§ **Given information**
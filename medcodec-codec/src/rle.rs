// medcodec
// Copyright (c) 2026 The medcodec Developers.
//
// This Source Code Form is subject to the terms of the Mozilla Public
// License, v. 2.0. If a copy of the MPL was not distributed with this
// file, You can obtain one at https://mozilla.org/MPL/2.0/.

//! A byte-level run-length transform applied to the concatenated residual
//! planes before arithmetic coding. Each run of identical bytes becomes a
//! `(count, value)` pair; runs longer than 255 bytes are split across
//! multiple pairs so that `count` always fits in a `u8`.

use log::trace;
use medcodec_core::errors::{size_mismatch_error, Result};

const MAX_RUN: usize = 255;

/// Encodes `data` as a sequence of `(count, value)` pairs. `count` is
/// always in `1..=255` and the output is always an even number of bytes.
pub fn encode(data: &[u8]) -> Vec<u8> {
    let mut out = Vec::with_capacity(data.len());
    let mut i = 0;

    while i < data.len() {
        let value = data[i];
        let mut run = 1;
        while run < MAX_RUN && i + run < data.len() && data[i + run] == value {
            run += 1;
        }
        out.push(run as u8);
        out.push(value);
        i += run;
    }

    trace!("rle: encoded {} bytes into {} bytes ({} pairs)", data.len(), out.len(), out.len() / 2);
    out
}

/// Decodes a `(count, value)` pair stream produced by [`encode`], expanding
/// pairs until exactly `expected_len` bytes have been produced.
///
/// A `data` buffer that runs out of complete pairs before `expected_len`
/// bytes have been emitted — whether because it was truncated to an odd
/// length or because the pairs simply don't add up to enough bytes —
/// is reported as [`medcodec_core::errors::CodecError::SizeMismatch`]
/// rather than silently zero-filled: the container always records the
/// exact expected length, so a well-formed stream never exercises this
/// path.
pub fn decode(data: &[u8], expected_len: usize) -> Result<Vec<u8>> {
    let mut out = Vec::with_capacity(expected_len);
    let mut i = 0;

    while out.len() < expected_len && i + 1 < data.len() {
        let count = data[i] as usize;
        let value = data[i + 1];
        out.extend(std::iter::repeat(value).take(count));
        i += 2;
    }

    out.truncate(expected_len);

    if out.len() != expected_len {
        return size_mismatch_error(expected_len, out.len());
    }

    Ok(out)
}

#[cfg(test)]
mod tests {
    use super::*;

    #[test]
    fn round_trips_arbitrary_data() {
        let data: Vec<u8> = (0..1000).map(|i| ((i / 13) % 7) as u8).collect();
        let encoded = encode(&data);
        assert_eq!(encoded.len() % 2, 0);
        assert_eq!(decode(&encoded, data.len()).unwrap(), data);
    }

    #[test]
    fn splits_runs_longer_than_255() {
        let data = vec![9u8; 600];
        let encoded = encode(&data);
        // ceil(600 / 255) == 3 pairs.
        assert_eq!(encoded.len(), 6);
        assert_eq!(encoded, vec![255, 9, 255, 9, 90, 9]);
        assert_eq!(decode(&encoded, data.len()).unwrap(), data);
    }

    #[test]
    fn never_emits_a_zero_count() {
        let data: Vec<u8> = (0..50).collect();
        let encoded = encode(&data);
        for pair in encoded.chunks(2) {
            assert_ne!(pair[0], 0);
        }
    }

    #[test]
    fn matches_worked_example_s1() {
        // residual bytes for scenario S1: [255, 0, 0, 0, 0, 0]
        let residual = [255u8, 0, 0, 0, 0, 0];
        let encoded = encode(&residual);
        assert_eq!(encoded, vec![1, 255, 5, 0]);
        assert_eq!(decode(&encoded, residual.len()).unwrap(), residual);
    }

    #[test]
    fn truncated_stream_is_a_size_mismatch() {
        let data = vec![5u8; 10];
        let mut encoded = encode(&data);
        encoded.truncate(1); // odd length, no complete pairs
        assert!(decode(&encoded, data.len()).is_err());
    }

    #[test]
    fn empty_input_round_trips() {
        let encoded = encode(&[]);
        assert!(encoded.is_empty());
        assert_eq!(decode(&encoded, 0).unwrap(), Vec::<u8>::new());
    }
}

§ **Exercise details**
Could you retype exactly the lines from the first one of the records through the line containing "bytes becomes a", both included, and nothing more?

§ **Finished task**
filename medcodec-codec/src/rle.rs
// medcodec
// Copyright (c) 2026 The medcodec Developers.
//
// This Source Code Form is subject to the terms of the Mozilla Public
// License, v. 2.0. If a copy of the MPL was not distributed with this
// file, You can obtain one at https://mozilla.org/MPL/2.0/.

//! A byte-level run-length transform applied to the concatenated residual
//! planes before arithmetic coding. Each run of identical bytes becomes a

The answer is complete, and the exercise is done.